Now, listen to the way this guy describes his son, folks. This is how he views his new baby. “James added his seven pounds, 10 ounces to a planet where humans and our domestic animals together outweigh the other land-based vertebrates by 24 to 1. As an American, he can expect to emit 16 metric tons of carbon a year, compared with five for a French newborn and about two for a baby in India or Indonesia.”
So you see, his son’s already guilty. His son’s guilty of polluting the planet worse than a French kid or an Indian kid simply by virtue of the accident of his birth, where he’s an American, he’s more destructive than any kid anywhere in the world. Imagine the guilt complex this kid’s gonna have growing up. But wait. We haven’t even gotten started yet.
“Unless he’s a saintly hermit, he’ll have little personal choice about that carbon load. Most of it is dictated by the roads, engines, and sources of energy that will keep him cool or warm, provide his food, and move him around. He can’t opt out of these systems without opting out of human life as we live it now.”
But the option is there, isn’t it? To save the planet, his kid could die. “Sometime not too long after he starts asking about the change from winter to spring, or the migration patterns of the geese that sometimes pass high overhead, I will need a way to explain that climate change is destroying habitats, acidifying the oceans, and making large parts of the planet’s land uninhabitable for people. To quote the cards from friends and family that we’ve lovingly placed around our apartment: Welcome, baby.”
So this is the world he’s welcoming his kid to. You’re gonna destroy the planet. You have nothing to say about it because you live in America. You don’t have anything to do about it. This stinks. Your forebears have made much of this planet uninhabitable. Imagine the guilt trip this kid’s gonna have.
“This is what I find myself saying, to this little person who can’t understand me quite yet: ‘The world is good, for all the bad in it—a good place. And you are good: full of joy, born innocent. But you are not good for the world. When you do all the things you will do—work, play, love—you will be breaking down its systems, making it unlivable. And there is very little that you, personally, can do about it.’”
What kind of person thinks this way?

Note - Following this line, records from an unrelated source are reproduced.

use crate::game::GameError;
use serde::{Deserialize, Serialize};
use std::fmt;
use std::str::FromStr;

#[derive(Debug, Clone, Copy, PartialEq, Eq, Hash, PartialOrd, Ord, Serialize, Deserialize)]
pub enum Suit {
    Clubs,
    Diamonds,
    Hearts,
    Spades,
}

impl Suit {
    pub const ALL: [Suit; 4] = [Suit::Clubs, Suit::Diamonds, Suit::Hearts, Suit::Spades];

    fn symbol(self) -> char {
        match self {
            Suit::Clubs => 'C',
            Suit::Diamonds => 'D',
            Suit::Hearts => 'H',
            Suit::Spades => 'S',
        }
    }
}

/// A playing card. `rank` runs from 2 to 14 (ace high).
#[derive(Debug, Clone, Copy, PartialEq, Eq, Hash, Serialize, Deserialize)]
pub struct Card {
    pub rank: u8,
    pub suit: Suit,
}

impl Card {
    pub const ACE: u8 = 14;

    pub fn new(rank: u8, suit: Suit) -> Result<Self, GameError> {
        if !(2..=Self::ACE).contains(&rank) {
            return Err(GameError::InvalidCard(format!("rank {}", rank)));
        }
        Ok(Card { rank, suit })
    }

    fn rank_symbol(self) -> char {
        match self.rank {
            14 => 'A',
            13 => 'K',
            12 => 'Q',
            11 => 'J',
            10 => 'T',
            r => (b'0' + r) as char,
        }
    }
}

/// Suit first, then rank: `SA`, `H9`, `DT`.
impl fmt::Display for Card {
    fn fmt(&self, f: &mut fmt::Formatter<'_>) -> fmt::Result {
        write!(f, "{}{}", self.suit.symbol(), self.rank_symbol())
    }
}

impl FromStr for Card {
    type Err = GameError;

    fn from_str(s: &str) -> Result<Self, Self::Err> {
        let mut chars = s.chars();
        let (Some(suit), Some(rank), None) = (chars.next(), chars.next(), chars.next()) else {
            return Err(GameError::InvalidCard(s.to_string()));
        };

        let suit = match suit.to_ascii_uppercase() {
            'C' => Suit::Clubs,
            'D' => Suit::Diamonds,
            'H' => Suit::Hearts,
            'S' => Suit::Spades,
            _ => return Err(GameError::InvalidCard(s.to_string())),
        };

        let rank = match rank.to_ascii_uppercase() {
            'A' => 14,
            'K' => 13,
            'Q' => 12,
            'J' => 11,
            'T' => 10,
            d @ '2'..='9' => d as u8 - b'0',
            _ => return Err(GameError::InvalidCard(s.to_string())),
        };

        Card::new(rank, suit)
    }
}

/// Parses a whitespace separated list such as `"SA HK D2"`.
pub fn parse_cards(text: &str) -> Result<Vec<Card>, GameError> {
    text.split_whitespace().map(str::parse).collect()
}
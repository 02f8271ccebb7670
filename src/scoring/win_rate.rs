use crate::game::{Card, Deck, GameError};
use crate::scoring::hand_rank::best_hand;
use rand::prelude::*;

/// Share of random deals in which `hole_cards` win or tie against
/// `opponents` random hands once the board is completed to five cards.
pub fn estimate_win_rate<R: Rng + ?Sized>(
    hole_cards: &[Card],
    community: &[Card],
    opponents: usize,
    simulations: u32,
    rng: &mut R,
) -> Result<f64, GameError> {
    if hole_cards.len() != 2 {
        return Err(GameError::InvalidHand(hole_cards.len()));
    }
    if community.len() > 5 {
        return Err(GameError::InvalidHand(community.len()));
    }
    if simulations == 0 {
        return Ok(0.0);
    }

    let mut remaining = Deck::new();
    remaining.remove_all(hole_cards);
    remaining.remove_all(community);

    let mut wins = 0u32;
    let mut board = Vec::with_capacity(5);
    let mut hand = Vec::with_capacity(7);
    for _ in 0..simulations {
        let mut deck = remaining.clone();
        deck.shuffle(rng);

        board.clear();
        board.extend_from_slice(community);
        board.extend(deck.draw_many(5 - community.len())?);

        hand.clear();
        hand.extend_from_slice(hole_cards);
        hand.extend_from_slice(&board);
        let mine = best_hand(&hand)?;

        let mut beaten = false;
        for _ in 0..opponents {
            hand.clear();
            hand.extend(deck.draw_many(2)?);
            hand.extend_from_slice(&board);
            if best_hand(&hand)? > mine {
                beaten = true;
                break;
            }
        }
        if !beaten {
            wins += 1;
        }
    }

    Ok(wins as f64 / simulations as f64)
}
//! # Hold'em MCTS
//!
//! A Monte Carlo Tree Search poker bot for no-limit Texas hold'em.
//!
//! ## Features
//!
//! - **Search Engine**: MCTS with UCB1 selection and max/expectation backups
//! - **Table Emulator**: betting rules, side pots and showdowns for the search to play out
//! - **Policies**: random, calling-station and equity-based opponents
//! - **Benchmarks**: parallel game grids with JSON results and CSV summaries
//!
//! ## Usage
//!
//! ```rust,no_run
//! use holdem_mcts::arena::{run_game, GameSettings};
//! use holdem_mcts::policy::PolicyKind;
//!
//! let settings = GameSettings::new(PolicyKind::Honest, 3, 10, 1000);
//! let result = run_game(&settings, 42)?;
//! println!("{:?}", result.profit_of("Stonks"));
//! # Ok::<(), holdem_mcts::HoldemMctsError>(())
//! ```

// ============================================================================
// PUBLIC API MODULES
// ============================================================================

/// Games between the MCTS bot and policy-driven opponents
pub mod arena;

/// Cards, seats, betting rules and the emulator
pub mod game;

/// Logger setup shared by the binary and the benchmarks
pub mod logging;

/// Monte Carlo Tree Search decision engine
pub mod mcts;

/// Opponent and rollout policies
pub mod policy;

/// Benchmark results on disk
pub mod recording;

/// Hand ranking and equity estimation
pub mod scoring;

// ============================================================================
// PUBLIC API RE-EXPORTS
// ============================================================================

pub use game::{GameError, GameState, TableConfig};
pub use mcts::{decide, Action, MctsConfig, MctsResult, SearchError};

// ============================================================================
// ERROR TYPES
// ============================================================================

/// Main error type for the library
#[derive(Debug, thiserror::Error)]
pub enum HoldemMctsError {
    #[error("Game error: {0}")]
    Game(#[from] GameError),

    #[error("Search error: {0}")]
    Search(#[from] SearchError),

    #[error("Invalid settings: {0}")]
    InvalidSettings(String),

    #[error("IO error: {0}")]
    Io(#[from] std::io::Error),

    #[error("JSON error: {0}")]
    Json(#[from] serde_json::Error),

    #[error("CSV error: {0}")]
    Csv(#[from] csv::Error),
}

/// Result type alias for convenience
pub type Result<T> = std::result::Result<T, HoldemMctsError>;

// ============================================================================
// LIBRARY VERSION INFO
// ============================================================================

/// Library version information
pub const VERSION: &str = env!("CARGO_PKG_VERSION");

/// Library name
pub const NAME: &str = env!("CARGO_PKG_NAME");

/// Library description
pub const DESCRIPTION: &str = env!("CARGO_PKG_DESCRIPTION");
//! Betting rules of a no-limit hold'em round.
//!
//! Amounts follow the "street total" convention: a call or raise names the
//! total a player will have committed on the current street, not the extra
//! chips. Big blind is twice the small blind; heads-up the button posts the
//! small blind and acts first preflop.

use crate::game::action::{ActionContext, PlayerAction, PlayerDecision, RaiseRange, ValidActions};
use crate::game::card::Card;
use crate::game::deck::Deck;
use crate::game::round_state::{RoundState, SeatView, Street};
use crate::game::seat::{Seat, SeatStatus};
use crate::game::GameError;
use crate::scoring::hand_rank::{best_hand, HandRank};
use log::debug;
use rand::prelude::*;
use serde::{Deserialize, Serialize};

#[derive(Debug, Clone, PartialEq, Serialize, Deserialize)]
pub struct TableConfig {
    pub initial_stack: u32,
    pub small_blind: u32,
    pub max_rounds: u32,
}

impl Default for TableConfig {
    fn default() -> Self {
        Self {
            initial_stack: 200,
            small_blind: 5,
            max_rounds: 20,
        }
    }
}

/// Full state of a table, hidden cards included.
#[derive(Debug, Clone, PartialEq)]
pub struct GameState {
    seats: Vec<Seat>,
    community: Vec<Card>,
    deck: Deck,
    street: Street,
    dealer_btn: usize,
    next_player: Option<usize>,
    small_blind: u32,
    round_count: u32,
    current_bet: u32,
    last_raise: u32,
}

impl GameState {
    /// A table between rounds. The first call to [`start_round`] puts the
    /// button on seat 0.
    ///
    /// [`start_round`]: GameState::start_round
    pub fn new(seats: Vec<Seat>, small_blind: u32) -> Result<Self, GameError> {
        if seats.len() < 2 {
            return Err(GameError::NotEnoughPlayers(seats.len()));
        }
        let dealer_btn = seats.len() - 1;
        Ok(Self {
            seats,
            community: Vec::new(),
            deck: Deck::new(),
            street: Street::Finished,
            dealer_btn,
            next_player: None,
            small_blind,
            round_count: 0,
            current_bet: 0,
            last_raise: 0,
        })
    }

    /// Seats `(uuid, name)` pairs with the configured starting stack.
    pub fn from_config(players: &[(String, String)], config: &TableConfig) -> Result<Self, GameError> {
        let seats = players
            .iter()
            .map(|(uuid, name)| Seat::new(uuid.clone(), name.clone(), config.initial_stack))
            .collect();
        Self::new(seats, config.small_blind)
    }

    pub fn seats(&self) -> &[Seat] {
        &self.seats
    }

    pub fn seat(&self, uuid: &str) -> Option<&Seat> {
        self.seats.iter().find(|s| s.uuid == uuid)
    }

    pub fn community_cards(&self) -> &[Card] {
        &self.community
    }

    pub fn street(&self) -> Street {
        self.street
    }

    pub fn round_count(&self) -> u32 {
        self.round_count
    }

    pub fn dealer_btn(&self) -> usize {
        self.dealer_btn
    }

    pub fn next_player(&self) -> Option<usize> {
        self.next_player
    }

    pub fn big_blind(&self) -> u32 {
        self.small_blind * 2
    }

    pub fn pot(&self) -> u32 {
        self.seats.iter().map(|s| s.round_bet).sum()
    }

    pub fn is_round_finished(&self) -> bool {
        self.street == Street::Finished
    }

    pub fn stack_of(&self, uuid: &str) -> Option<u32> {
        self.seat(uuid).map(|s| s.stack)
    }

    pub fn players_with_chips(&self) -> usize {
        self.seats.iter().filter(|s| s.stack > 0).count()
    }

    /// No further round can be played.
    pub fn is_game_over(&self, max_rounds: u32) -> bool {
        self.is_round_finished() && (self.players_with_chips() < 2 || self.round_count >= max_rounds)
    }

    pub fn contenders(&self) -> usize {
        self.seats.iter().filter(|s| s.is_contender()).count()
    }

    /// Resets the seats, moves the button, posts the blinds and deals.
    pub fn start_round<R: Rng + ?Sized>(&mut self, rng: &mut R) -> Result<(), GameError> {
        if !self.is_round_finished() {
            return Err(GameError::RoundInProgress);
        }

        for seat in &mut self.seats {
            seat.reset_for_round();
        }
        let in_game = self
            .seats
            .iter()
            .filter(|s| s.status != SeatStatus::Eliminated)
            .count();
        if in_game < 2 {
            return Err(GameError::NotEnoughPlayers(in_game));
        }

        let seated = |s: &Seat| s.status != SeatStatus::Eliminated;
        self.round_count += 1;
        self.dealer_btn = self
            .next_seat_after(self.dealer_btn, seated)
            .ok_or(GameError::NotEnoughPlayers(in_game))?;

        let sb_seat = if in_game == 2 {
            self.dealer_btn
        } else {
            self.next_seat_after(self.dealer_btn, seated)
                .ok_or(GameError::NotEnoughPlayers(in_game))?
        };
        let bb_seat = self
            .next_seat_after(sb_seat, seated)
            .ok_or(GameError::NotEnoughPlayers(in_game))?;

        self.community.clear();
        self.deck = Deck::new();
        self.deck.shuffle(rng);
        self.street = Street::Preflop;

        let big_blind = self.big_blind();
        self.seats[sb_seat].commit(self.small_blind);
        self.seats[bb_seat].commit(big_blind);
        self.current_bet = big_blind;
        self.last_raise = big_blind;

        for idx in 0..self.seats.len() {
            if self.seats[idx].status != SeatStatus::Eliminated {
                self.seats[idx].hole_cards = self.deck.draw_many(2)?;
            }
        }

        debug!(
            "round {} started: button seat {}, blinds {}/{}",
            self.round_count, self.dealer_btn, self.small_blind, big_blind
        );

        let bet = self.current_bet;
        self.next_player = self.next_seat_after(bb_seat, |s| needs_action(s, bet));
        if self.next_player.is_none() {
            self.close_street()?;
        }
        Ok(())
    }

    fn valid_actions_for(&self, idx: usize) -> ValidActions {
        let seat = &self.seats[idx];
        let total = seat.street_bet + seat.stack;
        let call_amount = self.current_bet.min(total);
        let raise = (total > self.current_bet).then(|| {
            let min = self.current_bet + self.last_raise.max(self.big_blind());
            RaiseRange {
                min: min.min(total),
                max: total,
            }
        });
        ValidActions { call_amount, raise }
    }

    /// Legal moves of the player to act, `None` once the round is over.
    pub fn valid_actions(&self) -> Option<ValidActions> {
        self.next_player.map(|idx| self.valid_actions_for(idx))
    }

    pub fn round_state(&self) -> RoundState {
        RoundState {
            round_count: self.round_count,
            street: self.street,
            community_cards: self.community.clone(),
            pot: self.pot(),
            dealer_btn: self.dealer_btn,
            next_player: self.next_player,
            small_blind: self.small_blind,
            seats: self
                .seats
                .iter()
                .map(|s| SeatView {
                    uuid: s.uuid.clone(),
                    name: s.name.clone(),
                    stack: s.stack,
                    status: s.status,
                    street_bet: s.street_bet,
                    round_bet: s.round_bet,
                })
                .collect(),
        }
    }

    /// What the player to act gets to see.
    pub fn action_context(&self) -> Option<ActionContext> {
        self.next_player.map(|idx| {
            let seat = &self.seats[idx];
            ActionContext {
                player_uuid: seat.uuid.clone(),
                valid_actions: self.valid_actions_for(idx),
                hole_cards: seat.hole_cards.clone(),
                round_state: self.round_state(),
            }
        })
    }

    /// Applies the decision of the player to act and moves the round on.
    pub fn apply_action(&mut self, decision: PlayerDecision) -> Result<(), GameError> {
        let idx = self.next_player.ok_or(GameError::RoundFinished)?;
        let valid = self.valid_actions_for(idx);
        if !valid.is_legal(&decision) {
            return Err(GameError::IllegalAction {
                player: self.seats[idx].uuid.clone(),
                decision,
            });
        }

        match decision.action {
            PlayerAction::Fold => self.seats[idx].status = SeatStatus::Folded,
            PlayerAction::Call => {
                let seat = &mut self.seats[idx];
                let owed = decision.amount.saturating_sub(seat.street_bet);
                seat.commit(owed);
            }
            PlayerAction::Raise => {
                let seat = &mut self.seats[idx];
                let extra = decision.amount - seat.street_bet;
                seat.commit(extra);
                self.last_raise = self.last_raise.max(decision.amount - self.current_bet);
                self.current_bet = decision.amount;
                for (other, seat) in self.seats.iter_mut().enumerate() {
                    if other != idx {
                        seat.has_acted = false;
                    }
                }
            }
        }
        self.seats[idx].has_acted = true;

        if self.contenders() <= 1 {
            return self.finish_uncontested();
        }

        let bet = self.current_bet;
        self.next_player = self.next_seat_after(idx, |s| needs_action(s, bet));
        if self.next_player.is_none() {
            self.close_street()?;
        }
        Ok(())
    }

    /// Re-deals every card the agent cannot see: the opponents' hole cards and
    /// the undealt deck.
    pub fn determinize<R: Rng + ?Sized>(&self, agent: &str, rng: &mut R) -> GameState {
        let mut state = self.clone();
        let mut unseen = state.deck.cards.clone();
        for seat in state.seats.iter().filter(|s| s.uuid != agent) {
            unseen.extend(seat.hole_cards.iter().copied());
        }
        unseen.shuffle(rng);

        for seat in state.seats.iter_mut().filter(|s| s.uuid != agent) {
            let count = seat.hole_cards.len();
            seat.hole_cards = unseen.split_off(unseen.len() - count);
        }
        state.deck = Deck::from_cards(unseen);
        state
    }

    fn next_seat_after(&self, from: usize, predicate: impl Fn(&Seat) -> bool) -> Option<usize> {
        let n = self.seats.len();
        (1..=n)
            .map(|offset| (from + offset) % n)
            .find(|&idx| predicate(&self.seats[idx]))
    }

    fn deal_community(&mut self, count: usize) -> Result<(), GameError> {
        let cards = self.deck.draw_many(count)?;
        self.community.extend(cards);
        Ok(())
    }

    /// Ends the current street and deals the next ones until somebody has to
    /// act or the showdown is reached.
    fn close_street(&mut self) -> Result<(), GameError> {
        self.next_player = None;
        loop {
            for seat in &mut self.seats {
                seat.street_bet = 0;
                seat.has_acted = false;
            }
            self.current_bet = 0;
            self.last_raise = self.big_blind();

            let street = self.street;
            self.street = match street {
                Street::Preflop => {
                    self.deal_community(3)?;
                    Street::Flop
                }
                Street::Flop => {
                    self.deal_community(1)?;
                    Street::Turn
                }
                Street::Turn => {
                    self.deal_community(1)?;
                    Street::River
                }
                Street::River | Street::Showdown => return self.showdown(),
                Street::Finished => return Err(GameError::RoundFinished),
            };

            let can_act = self.seats.iter().filter(|s| s.can_act()).count();
            if can_act >= 2 {
                self.next_player = self.next_seat_after(self.dealer_btn, Seat::can_act);
                if self.next_player.is_some() {
                    return Ok(());
                }
            }
        }
    }

    fn finish_uncontested(&mut self) -> Result<(), GameError> {
        let pot = self.pot();
        let winner = self
            .seats
            .iter_mut()
            .find(|s| s.is_contender())
            .ok_or(GameError::NotEnoughPlayers(0))?;
        winner.stack += pot;
        debug!("{} wins uncontested pot of {}", winner.name, pot);
        self.finish_round();
        Ok(())
    }

    /// Splits the pot into side pots by contribution level and awards each
    /// one to the best eligible hand.
    fn showdown(&mut self) -> Result<(), GameError> {
        self.street = Street::Showdown;

        let mut hands: Vec<Option<HandRank>> = Vec::with_capacity(self.seats.len());
        for seat in &self.seats {
            if seat.is_contender() {
                let mut cards = seat.hole_cards.clone();
                cards.extend_from_slice(&self.community);
                hands.push(Some(best_hand(&cards)?));
            } else {
                hands.push(None);
            }
        }

        let mut remaining: Vec<u32> = self.seats.iter().map(|s| s.round_bet).collect();
        loop {
            let eligible: Vec<usize> = (0..self.seats.len())
                .filter(|&i| self.seats[i].is_contender() && remaining[i] > 0)
                .collect();
            let Some(level) = eligible.iter().map(|&i| remaining[i]).min() else {
                break;
            };

            let mut pot = 0;
            for chips in remaining.iter_mut() {
                let taken = (*chips).min(level);
                *chips -= taken;
                pot += taken;
            }
            self.award(pot, &eligible, &hands);
        }

        // chips of folded players above every contender's level
        let leftover: u32 = remaining.iter().sum();
        if leftover > 0 {
            let contenders: Vec<usize> = (0..self.seats.len())
                .filter(|&i| self.seats[i].is_contender())
                .collect();
            self.award(leftover, &contenders, &hands);
        }

        self.finish_round();
        Ok(())
    }

    fn award(&mut self, pot: u32, eligible: &[usize], hands: &[Option<HandRank>]) {
        let Some(best) = eligible.iter().filter_map(|&i| hands[i]).max() else {
            return;
        };

        let n = self.seats.len();
        let btn = self.dealer_btn;
        let mut winners: Vec<usize> = eligible
            .iter()
            .copied()
            .filter(|&i| hands[i] == Some(best))
            .collect();
        winners.sort_by_key(|&i| (i + n - btn - 1) % n);

        let share = pot / winners.len() as u32;
        let odd_chips = (pot % winners.len() as u32) as usize;
        for (position, &idx) in winners.iter().enumerate() {
            let bonus = u32::from(position < odd_chips);
            self.seats[idx].stack += share + bonus;
            debug!("{} wins {} with {:?}", self.seats[idx].name, share + bonus, best.category);
        }
    }

    fn finish_round(&mut self) {
        self.street = Street::Finished;
        self.next_player = None;
        for seat in &mut self.seats {
            if seat.stack == 0 {
                seat.status = SeatStatus::Eliminated;
            }
        }
    }
}

fn needs_action(seat: &Seat, current_bet: u32) -> bool {
    seat.can_act() && (!seat.has_acted || seat.street_bet < current_bet)
}
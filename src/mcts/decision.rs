use crate::mcts::action::Action;
use crate::mcts::algorithm::MctsEngine;
use crate::mcts::hyperparameters::MctsConfig;
use crate::mcts::mcts_result::{ActionValue, MctsResult};
use crate::mcts::simulator::{ExpansionPolicy, GameSimulator, Transition};
use crate::mcts::SearchError;

/// Picks the abstract action with the best searched value for `agent`.
///
/// Every action of [`Action::ALL`] is applied to the real `state` through
/// `policy`, and a separate tree is searched from each resulting state with
/// `config.simulations_per_action` cycles. Ties go to the earliest action.
pub fn decide<G, P>(
    simulator: &mut G,
    policy: &P,
    context: &G::Context,
    state: &G::State,
    agent: &str,
    config: &MctsConfig,
) -> Result<MctsResult, SearchError>
where
    G: GameSimulator + ?Sized,
    P: ExpansionPolicy<G> + ?Sized,
{
    config.validate()?;
    let initial_stack = simulator
        .stack_of(state, agent)
        .ok_or_else(|| SearchError::AgentNotSeated(agent.to_string()))?;

    let mut action_values = Vec::with_capacity(Action::ALL.len());
    let mut best: Option<(Action, f64)> = None;

    for action in Action::ALL {
        let mv = policy.choose(action, context);
        let Transition {
            state: next_state,
            context: next_context,
        } = simulator.apply(state, &mv)?;

        let mut engine = MctsEngine::new(
            &mut *simulator,
            policy,
            agent,
            initial_stack,
            config.exploration_constant,
            next_state,
            next_context,
        );
        let value = engine.run(config.simulations_per_action)?;
        let tree = engine.tree();
        action_values.push(ActionValue {
            action,
            value,
            visits: tree.get(tree.root()).visit_count,
            nodes: tree.len(),
        });

        if best.is_none_or(|(_, best_value)| value > best_value) {
            best = Some((action, value));
        }
    }

    let (best_action, best_value) = best.unwrap_or((Action::Fold, 0.0));
    log::debug!(
        "{agent} chooses {best_action} ({best_value:.2}) after {} cycles per action",
        config.simulations_per_action
    );

    Ok(MctsResult {
        best_action,
        action_values,
        initial_stack,
    })
}

#[cfg(test)]
mod tests {
    use super::*;
    use crate::mcts::test_util::{ScriptedGame, ScriptedPolicy, ScriptedState, AGENT, INITIAL_STACK};
    use assert_matches::assert_matches;

    #[test]
    fn test_profitable_action_is_chosen() {
        let mut game = ScriptedGame::new(4);
        let result = decide(
            &mut game,
            &ScriptedPolicy,
            &(),
            &ScriptedState::default(),
            AGENT,
            &MctsConfig::with_simulations(50),
        )
        .unwrap();

        assert_eq!(result.initial_stack, INITIAL_STACK);
        assert_eq!(result.best_action, Action::Call);
        assert_eq!(result.action_values.len(), 4);
        assert_eq!(result.value_of(Action::Call), Some(10.0));
        assert_eq!(result.value_of(Action::Fold), Some(-5.0));
        assert!(result.action_values.iter().all(|v| v.visits == 50));
    }

    #[test]
    fn test_values_are_measured_from_the_decision_stack() {
        // the agent is already 20 chips up when it has to act
        let mut game = ScriptedGame::with_payoff(2, |path| match path.first() {
            None => 20,
            Some(Action::Call) => 30,
            Some(_) => 0,
        });
        let result = decide(
            &mut game,
            &ScriptedPolicy,
            &(),
            &ScriptedState::default(),
            AGENT,
            &MctsConfig::with_simulations(20),
        )
        .unwrap();

        assert_eq!(result.initial_stack, INITIAL_STACK + 20);
        assert_eq!(result.value_of(Action::Call), Some(10.0));
        assert_eq!(result.value_of(Action::Fold), Some(-20.0));
    }

    #[test]
    fn test_ties_go_to_first_action() {
        let mut game = ScriptedGame::with_payoff(2, |_| 0);
        let result = decide(
            &mut game,
            &ScriptedPolicy,
            &(),
            &ScriptedState::default(),
            AGENT,
            &MctsConfig::with_simulations(10),
        )
        .unwrap();
        assert_eq!(result.best_action, Action::Fold);
    }

    #[test]
    fn test_unseated_agent_is_rejected() {
        let mut game = ScriptedGame::new(4);
        let result = decide(
            &mut game,
            &ScriptedPolicy,
            &(),
            &ScriptedState::default(),
            "ghost",
            &MctsConfig::default(),
        );
        assert_matches!(result, Err(SearchError::AgentNotSeated(name)) if name == "ghost");
    }

    #[test]
    fn test_zero_budget_is_rejected() {
        let mut game = ScriptedGame::new(4);
        let result = decide(
            &mut game,
            &ScriptedPolicy,
            &(),
            &ScriptedState::default(),
            AGENT,
            &MctsConfig::with_simulations(0),
        );
        assert_matches!(result, Err(SearchError::Config(_)));
    }

    #[test]
    fn test_budget_one_is_reproducible() {
        let run = || {
            let mut game = ScriptedGame::new(3);
            decide(
                &mut game,
                &ScriptedPolicy,
                &(),
                &ScriptedState::default(),
                AGENT,
                &MctsConfig::with_simulations(1),
            )
            .unwrap()
        };
        assert_eq!(run(), run());
    }
}
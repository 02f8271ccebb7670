//! Action policies: map what a player sees to a concrete decision.
//!
//! Policies drive the opponents at the table, the rollouts inside the search,
//! and the translation of the search's abstract actions into legal moves.

pub mod fixed;
pub mod honest;
pub mod random;

pub use fixed::{decision_for, FixedActionExpansion, FixedActionPolicy};
pub use honest::HonestPolicy;
pub use random::RandomPolicy;

use crate::game::{ActionContext, PlayerDecision};
use crate::mcts::Action;
use rand::rngs::StdRng;
use serde::{Deserialize, Serialize};
use std::fmt;

pub trait ActionPolicy: Send + Sync + fmt::Debug {
    fn name(&self) -> &'static str;

    /// Must return a decision that is legal for `context.valid_actions`.
    fn choose(&self, context: &ActionContext, rng: &mut StdRng) -> PlayerDecision;
}

/// Opponent and rollout models selectable from the command line.
#[derive(clap::ValueEnum, Clone, Copy, Debug, PartialEq, Eq, Hash, Serialize, Deserialize)]
#[serde(rename_all = "lowercase")]
pub enum PolicyKind {
    /// Uniform over the legal actions
    Random,
    /// Always calls
    Fish,
    /// Calls with a fair share of equity, folds otherwise
    Honest,
}

impl PolicyKind {
    pub const ALL: [PolicyKind; 3] = [PolicyKind::Random, PolicyKind::Fish, PolicyKind::Honest];

    pub fn build(self) -> Box<dyn ActionPolicy> {
        match self {
            PolicyKind::Random => Box::new(RandomPolicy),
            PolicyKind::Fish => Box::new(FixedActionPolicy::new(Action::Call)),
            PolicyKind::Honest => Box::new(HonestPolicy::default()),
        }
    }

    /// Label used in result file names.
    pub fn player_label(self) -> &'static str {
        match self {
            PolicyKind::Random => "RandomPlayer",
            PolicyKind::Fish => "FishPlayer",
            PolicyKind::Honest => "HonestPlayer",
        }
    }
}

impl fmt::Display for PolicyKind {
    fn fmt(&self, f: &mut fmt::Formatter<'_>) -> fmt::Result {
        let name = match self {
            PolicyKind::Random => "random",
            PolicyKind::Fish => "fish",
            PolicyKind::Honest => "honest",
        };
        f.write_str(name)
    }
}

What kind of person ponders transmitting messages like this to their own sons and daughters? But they’re all over the place, folks. They’re everywhere. This is why I’ve always told our climate scientists, you’re wasting your time debating this issue in terms of science with these people.
This is so beyond science. This is in the realm here that you and I can’t even relate to. You and I would no more raise our kids with this kind of fear and panic and blame and then send ’em off to school where they’re gonna double down on this kind of teaching. And this guy’s — well, he’s not gonna move to India because there’s no Columbia University there to teach environmental law.